Department Mission
Mission
The Architecture major establishes an intellectual context for students to interpret the relation of form, space, program, materials and media to human life and thought. Through the Architecture curriculum, students participate in the ongoing shaping of knowledge about the built environment and learn to see architecture as one among many forms of cultural production. At the same time, the major stresses the necessity of learning disciplinary-specific tools, methods, terms and critiques. Thus, work in the studio, lecture or seminar asks that students treat architecture as a form of research and speculation which complement the liberal arts mission of expansive thinking.
Undergraduate Study in Architecture
Studying Architecture at Barnard and Columbia Colleges leads to a liberal arts degree (Bachelor of Arts with a major in Architecture). Students interested in obtaining a professional degree in Architecture will continue on to graduate programs after their undergraduate degree, and students from this program have enjoyed enormous success in their admissions to the most competitive graduate programs in the country. Students who study Architecture as undergraduates have also pursued graduate degrees in disciplines ranging from Urban Planning to Media and Communications to Law School among others.
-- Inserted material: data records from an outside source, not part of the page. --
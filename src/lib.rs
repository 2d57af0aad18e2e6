//! tuscache library
//!
//! A disk cache in front of the Tushare Pro API: typed dataset accessors
//! ([`data::TushareData`]) backed by parquet payloads and JSON freshness
//! metadata ([`cache`]).

pub mod cache;
pub mod cli;
pub mod config;
pub mod data;
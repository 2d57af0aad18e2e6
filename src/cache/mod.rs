//! Disk cache for tabular API results
//!
//! Each cache entry is a pair of files under one root directory: a parquet
//! payload named by the cache key and a small JSON metadata file recording when
//! the payload was fetched. [`CachedFetcher`] ties the pieces together and
//! decides between serving from disk and calling the remote source.

mod fetcher;
mod key;
mod layout;
mod metadata;
mod table;
mod ttl;

use thiserror::Error;

pub use fetcher::CachedFetcher;
pub use key::{derive_key, CacheKey, QueryParams};
pub use layout::{CacheDir, CacheStats, PruneReport};
pub use metadata::MetadataStore;
pub use table::TableStore;
pub use ttl::{Clock, ManualClock, SystemClock, TtlValidator};

/// Errors raised by the cache stores
///
/// These never reach accessor callers: the fetcher treats read failures as a
/// miss and write failures as a skipped write.
#[derive(Debug, Error)]
pub enum CacheError {
    /// Filesystem operation failed
    #[error("Cache I/O failed: {0}")]
    Io(#[from] std::io::Error),

    /// Metadata file is not valid JSON
    #[error("Invalid cache metadata: {0}")]
    Metadata(#[from] serde_json::Error),

    /// Parquet payload could not be written or read
    #[error("Parquet error: {0}")]
    Parquet(#[from] polars::error::PolarsError),

    /// Metadata timestamp is not ISO-8601
    #[error("Invalid timestamp in cache metadata: {0}")]
    InvalidTimestamp(String),
}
Barnard College is the administrative location for all undergraduate architecture studies at Columbia University and its partner institutions. A liberal arts education in architecture holds a unique position in academia and in relation to the discipline. If the goal of a professional education in architecture is to be able to prepare students to participate in the world as an architect - a liberal arts education begins to introduce the scope and range by which that is possible, the vast and continuously evolving landscape of architectural practices and related disciplines. The purpose of an undergraduate liberal arts education is to educate students to think about and through architecture.
The Architecture major addresses the unique goals of an undergraduate liberal arts education within a University setting that provides expanded access to superb libraries, research centers, graduate programs, and abundant intellectual resources. The faculty teaching in the undergraduate program are dedicated teachers and are also active in practice and research. Alumni of the Department are leaders in architecture and design fields around the world. The undergraduate architecture major engages with New York City as a site for many design and research projects and frames the City as one of the key social and architectural markers of Modernity. Students are exposed to the complexity of social, political, and environmental aspects of architectural design and urbanism. The Architecture curriculum introduces design at all scales and balances the traditions of handcrafted representation with evolving digital technologies of architectural design and communication. Architecture students study with peers from countries around the world in one of the most diverse cities in the world. A large majority of the Architecture students will expand their education by interning in Architecture or a related field during their undergraduate studies.